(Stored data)

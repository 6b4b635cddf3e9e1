// SPDX-License-Identifier: BUSL-1.1
// Copyright (c) 2026 Alfred Jean LLC

//! Reasoning-service adapter.
//!
//! One agent session is one invocation of the reasoning service bound to
//! one task. The service streams JSONL messages on stdout:
//!
//! ```text
//! {"type": "init", "session_id": "..."}
//! {"type": "tool_use", "tool": "Edit", "input": {...}}
//! {"type": "result", "payload": "...", "cost_usd": 0.42, "stop_reason": "end_turn"}
//! ```
//!
//! Unknown message types are skipped so a newer service never wedges the
//! stream. The adapter reports stream termination with a classified error
//! when the process fails; timeouts are enforced by the agent pool, not
//! here.

mod subprocess;

pub use subprocess::SubprocessReasoningAdapter;

// Test support - only compiled for tests or when explicitly requested
#[cfg(any(test, feature = "test-support"))]
mod fake;
#[cfg(any(test, feature = "test-support"))]
pub use fake::{FakeReasoningAdapter, ReasoningCall, SessionScript};

use async_trait::async_trait;
use ovs_core::{ModelTier, TaskId};
use serde::{Deserialize, Serialize};
use std::path::PathBuf;
use thiserror::Error;
use tokio::sync::mpsc;

/// Classification of reasoning-service failures.
#[derive(Debug, Clone, Copy, PartialEq, Eq, Serialize, Deserialize)]
#[serde(rename_all = "lowercase")]
pub enum ReasoningErrorKind {
    Timeout,
    Aborted,
    /// Rate limit, overload, 5xx, 429
    Provider,
    Unknown,
}

impl std::fmt::Display for ReasoningErrorKind {
    fn fmt(&self, f: &mut std::fmt::Formatter<'_>) -> std::fmt::Result {
        match self {
            ReasoningErrorKind::Timeout => write!(f, "timeout"),
            ReasoningErrorKind::Aborted => write!(f, "aborted"),
            ReasoningErrorKind::Provider => write!(f, "provider"),
            ReasoningErrorKind::Unknown => write!(f, "unknown"),
        }
    }
}

/// A classified reasoning failure with both audiences' messages.
#[derive(Debug, Clone, Error, PartialEq, Eq)]
#[error("{kind}: {technical}")]
pub struct ReasoningError {
    pub kind: ReasoningErrorKind,
    /// For logs and run records
    pub technical: String,
    /// For chat notifications
    pub user_message: String,
}

impl ReasoningError {
    pub fn new(kind: ReasoningErrorKind, technical: impl Into<String>) -> Self {
        let technical = technical.into();
        let user_message = match kind {
            ReasoningErrorKind::Timeout => "The agent timed out.".to_string(),
            ReasoningErrorKind::Aborted => "The agent was cancelled.".to_string(),
            ReasoningErrorKind::Provider => {
                "The reasoning service is overloaded; try again shortly.".to_string()
            }
            ReasoningErrorKind::Unknown => "The agent failed unexpectedly.".to_string(),
        };
        Self {
            kind,
            technical,
            user_message,
        }
    }

    /// Classify a raw failure string by its provider markers.
    pub fn classify(technical: impl Into<String>) -> Self {
        let technical = technical.into();
        let lower = technical.to_lowercase();
        let kind = if lower.contains("timed out") || lower.contains("timeout") {
            ReasoningErrorKind::Timeout
        } else if lower.contains("abort") || lower.contains("cancel") {
            ReasoningErrorKind::Aborted
        } else if lower.contains("rate limit")
            || lower.contains("overloaded")
            || lower.contains("429")
            || lower.contains("500")
            || lower.contains("502")
            || lower.contains("503")
            || lower.contains("529")
        {
            ReasoningErrorKind::Provider
        } else {
            ReasoningErrorKind::Unknown
        };
        Self::new(kind, technical)
    }
}

/// One message from a streaming session.
#[derive(Debug, Clone, PartialEq, Serialize, Deserialize)]
#[serde(tag = "type")]
pub enum ReasoningMessage {
    /// First message: the session handle used for resumption
    #[serde(rename = "init")]
    Init { session_id: String },

    /// The agent invoked a tool
    #[serde(rename = "tool_use")]
    ToolUse {
        tool: String,
        #[serde(default)]
        input: serde_json::Value,
    },

    /// Final message: the result payload and session cost
    #[serde(rename = "result")]
    Result {
        payload: String,
        #[serde(default, skip_serializing_if = "Option::is_none")]
        cost_usd: Option<f64>,
        #[serde(default, skip_serializing_if = "Option::is_none")]
        stop_reason: Option<String>,
    },
}

/// Stream-termination envelope delivered to the pool: every session ends
/// with exactly one `Closed`.
#[derive(Debug, Clone, PartialEq)]
pub enum SessionEnvelope {
    Message(ReasoningMessage),
    Closed { error: Option<ReasoningError> },
}

/// Configuration for starting (or resuming) one agent session.
#[derive(Debug, Clone)]
pub struct SessionConfig {
    pub task_id: TaskId,
    pub prompt: String,
    pub model: ModelTier,
    /// Resume handle from a prior session's init message
    pub resume_session: Option<String>,
    pub workspace: PathBuf,
    /// Tool allowlist from the task's capability; empty = unrestricted
    pub allowed_tools: Vec<String>,
}

/// Adapter for the external reasoning service.
#[async_trait]
pub trait ReasoningAdapter: Clone + Send + Sync + 'static {
    /// Start a session. Messages (and the final `Closed`) arrive on
    /// `envelope_tx` tagged with the session's task.
    async fn start(
        &self,
        config: SessionConfig,
        envelope_tx: mpsc::Sender<(TaskId, SessionEnvelope)>,
    ) -> Result<(), ReasoningError>;

    /// Abort an in-flight session. The stream still delivers its `Closed`
    /// envelope (classified as aborted).
    async fn kill(&self, task_id: &TaskId) -> Result<(), ReasoningError>;

    /// One-shot call: start a session with the given prompt and return
    /// the final result payload. Used by the decomposition driver and the
    /// notification formatter.
    async fn one_shot(
        &self,
        prompt: String,
        model: ModelTier,
        workspace: PathBuf,
    ) -> Result<String, ReasoningError>;
}

#[cfg(test)]
#[path = "mod_tests.rs"]
mod tests;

▸ **WHAT TO PRODUCE**
Determine how many lines of the data above contain the string "from", and answer with the number only.

▸ **EXERCISE RESPONSE**
3